Required action
Nothing but the lines from the one that contains "pub fn subscribe(&self)" through the end of the data should be reproduced, and each must match exactly.

====== Supplied information ======

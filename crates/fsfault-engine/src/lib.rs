//! # fsfault-engine
//!
//! Interception engine for filesystem fault injection.
//!
//! A host reports every completed call of the target operation to an
//! [`Interceptor`]. The decision policy may rewrite the outcome into a synthetic
//! error before the caller observes it, and the event reporter records the
//! decision.
//!
//! Everything reachable from [`Interceptor::fire`] is allocation-free, lock-free
//! and never unwinds into the host.

pub mod config;
pub mod context;
pub mod error;
pub mod fixed;
pub mod intercept;
pub mod lifecycle;
pub mod policy;
pub mod port;
pub mod report;
pub mod state;
pub mod testing;

pub use config::{EngineConfig, ErrnoCode, InjectorConfig, MAX_ERRNO, MAX_TARGET_LEN};
pub use context::{realtime_ns, InvocationContext, LibcReturn, Outcome};
pub use error::{AttachError, ConfigError, EngineError, Result};
pub use intercept::Interceptor;
pub use lifecycle::{Engine, Phase};
pub use policy::{decide, Decision, SkipReason};
pub use port::{normalize_target, Attachment, InterceptionPort, Invocation, Resolver, TargetOperation};
pub use report::{EventRecord, EventSink, FdSink, NullSink, ParsedEvent, RingSink};
pub use state::InjectionState;
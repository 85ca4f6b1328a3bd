//! Error types for the products proxy.
//!
//! Every error renders as `{"message": "..."}` with the status below.
//!
//! | Error          | Status                    |
//! |----------------|---------------------------|
//! | `Config`       | 500                       |
//! | `InvalidInput` | 400                       |
//! | `Upstream`     | upstream status, as is    |
//! | `Unreachable`  | 502                       |
//! | `BadUpstream`  | 502                       |

use axum::http::StatusCode;
use axum::response::{IntoResponse, Response};
use axum::Json;
use serde_json::json;
use storefront_client::ClientError;

/// Products proxy errors.
#[derive(Debug, thiserror::Error)]
pub enum ProxyError {
    #[error("{0}")]
    Config(String),

    #[error("{0}")]
    InvalidInput(String),

    /// Upstream answered with a non-2xx status.
    #[error("{message}")]
    Upstream { status: u16, message: String },

    /// Upstream could not be reached.
    #[error("Commerce API unreachable: {0}")]
    Unreachable(String),

    #[error("Commerce API returned an invalid response: {0}")]
    BadUpstream(String),
}

impl ProxyError {
    pub fn status(&self) -> StatusCode {
        match self {
            ProxyError::Config(_) => StatusCode::INTERNAL_SERVER_ERROR,
            ProxyError::InvalidInput(_) => StatusCode::BAD_REQUEST,
            ProxyError::Upstream { status, .. } => {
                StatusCode::from_u16(*status).unwrap_or(StatusCode::BAD_GATEWAY)
            }
            ProxyError::Unreachable(_) | ProxyError::BadUpstream(_) => StatusCode::BAD_GATEWAY,
        }
    }
}

impl From<ClientError> for ProxyError {
    fn from(error: ClientError) -> Self {
        match error {
            ClientError::Transport(api) => match api.status {
                Some(status) => ProxyError::Upstream {
                    status,
                    message: api.message,
                },
                None => ProxyError::Unreachable(api.message),
            },
            ClientError::Decode(msg) => ProxyError::BadUpstream(msg),
            ClientError::Validation(e) => ProxyError::InvalidInput(e.to_string()),
            other => ProxyError::Config(other.to_string()),
        }
    }
}

impl IntoResponse for ProxyError {
    fn into_response(self) -> Response {
        let status = self.status();
        (status, Json(json!({ "message": self.to_string() }))).into_response()
    }
}
struct HookInner<T> {
    client: ApiResourceClient,
    scope: ScopeToken,
    state: watch::Sender<ResourceSnapshot<T>>,
    target: Mutex<Target>,
}

impl<T> HookInner<T>
where
    T: DeserializeOwned + Clone + Send + Sync + 'static,
{
    fn snapshot(&self) -> ResourceSnapshot<T> {
        self.state.borrow().clone()
    }

    fn publish(&self, modify: impl FnOnce(&mut ResourceSnapshot<T>)) -> bool {
        if !self.scope.is_mounted() {
            debug!(scope = %self.scope.name(), "Scope unmounted; skipping state write");
            return false;
        }
        self.state.send_modify(modify);
        true
    }

    fn decide(&self, url: Option<String>, options: ResourceOptions) -> Decision {
        let mut target = guard(&self.target);
        match url {
            Some(url) if options.should_fetch => {
                if target.should_fetch && target.url.as_deref() == Some(url.as_str()) {
                    return Decision::Unchanged;
                }
                target.url = Some(url.clone());
                target.should_fetch = true;
                target.generation += 1;
                Decision::Load {
                    url,
                    generation: target.generation,
                }
            }
            url => {
                if target.should_fetch || target.url != url {
                    target.generation += 1;
                }
                target.url = url;
                target.should_fetch = false;
                Decision::Wait
            }
        }
    }

    async fn update(self: &Arc<Self>, url: Option<String>, options: ResourceOptions) -> ResourceSnapshot<T> {
        let (url, generation) = match self.decide(url, options) {
            Decision::Wait => {
                self.publish(|s| {
                    s.state = ResourceState::WaitingForPreconditions;
                    s.is_loading = false;
                });
                return self.snapshot();
            }
            Decision::Unchanged => return self.snapshot(),
            Decision::Load { url, generation } => (url, generation),
        };

        match self.client.lookup(&url) {
            CacheLookup::Fresh(data) => {
                debug!(url = %url, "Fresh cache hit");
                self.apply(generation, Ok(data));
            }
            CacheLookup::Stale(data) => {
                debug!(url = %url, "Stale cache hit");
                self.apply(generation, Ok(data));
                if self.client.settings().revalidate_if_stale {
                    let this = self.clone();
                    tokio::spawn(async move {
                        let result = this.client.fetch(&url).await;
                        this.apply(generation, result);
                    });
                }
            }
            CacheLookup::Miss => {
                let keep_previous = self.client.settings().keep_previous_data;
                self.publish(|s| {
                    s.state = ResourceState::Fetching;
                    s.is_loading = true;
                    if !keep_previous {
                        s.data = None;
                    }
                });
                let result = self.client.fetch(&url).await;
                self.apply(generation, result);
            }
        }
        self.snapshot()
    }

    async fn revalidate(self: &Arc<Self>) -> ResourceSnapshot<T> {
        let current = {
            let target = guard(&self.target);
            match (&target.url, target.should_fetch) {
                (Some(url), true) => Some((url.clone(), target.generation)),
                _ => None,
            }
        };
        let Some((url, generation)) = current else {
            return self.snapshot();
        };

        self.publish(|s| {
            s.state = ResourceState::Fetching;
            s.is_loading = true;
        });
        let result = self.client.fetch(&url).await;
        self.apply(generation, result);
        self.snapshot()
    }

    /// Writes a fetch result unless the scope is gone or the url moved on.
    fn apply(&self, generation: u64, result: Result<Value, ApiError>) -> bool {
        if guard(&self.target).generation != generation {
            debug!("Dropping result for a superseded url");
            return false;
        }

        let decoded = result.and_then(|value| {
            serde_json::from_value::<T>(value).map_err(|e| ApiError::from(ClientError::from(e)))
        });

        self.publish(move |s| {
            match decoded {
                Ok(data) => {
                    s.data = Some(data);
                    s.error = None;
                    s.state = ResourceState::Success;
                }
                Err(error) => {
                    s.error = Some(error);
                    s.state = ResourceState::Error;
                }
            }
            s.is_loading = false;
        })
    }
}

impl<T> Revalidate for HookInner<T>
where
    T: DeserializeOwned + Clone + Send + Sync + 'static,
{
    fn revalidate_in_background(self: Arc<Self>) {
        tokio::spawn(async move {
            self.revalidate().await;
        });
    }
}

/// Data hook over one url at a time.
pub struct UseApiResource<T> {
    inner: Arc<HookInner<T>>,
}

impl<T> Clone for UseApiResource<T> {
    fn clone(&self) -> Self {
        UseApiResource {
            inner: self.inner.clone(),
        }
    }
}

impl<T> UseApiResource<T>
where
    T: DeserializeOwned + Clone + Send + Sync + 'static,
{
    /// Points the hook at `url` and settles: returns once any request this
    /// update issued has completed.
    pub async fn update(&self, url: Option<&str>, options: ResourceOptions) -> ResourceSnapshot<T> {
        let url = url.filter(|u| !u.is_empty()).map(str::to_string);
        self.inner.update(url, options).await
    }

    /// Re-issues the current url (user-triggered retry). No-op while gated.
    pub async fn revalidate(&self) -> ResourceSnapshot<T> {
        self.inner.revalidate().await
    }

    pub fn snapshot(&self) -> ResourceSnapshot<T> {
        self.inner.snapshot()
    }

    pub fn subscribe(&self) -> watch::Receiver<ResourceSnapshot<T>> {
        self.inner.state.subscribe()
    }

    /// Url of the last update, if any.
    pub fn url(&self) -> Option<String> {
        guard(&self.inner.target).url.clone()
    }
}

======

The completed task
    pub fn subscribe(&self) -> watch::Receiver<ResourceSnapshot<T>> {
        self.inner.state.subscribe()
    }

    /// Url of the last update, if any.
    pub fn url(&self) -> Option<String> {
        guard(&self.inner.target).url.clone()
    }
}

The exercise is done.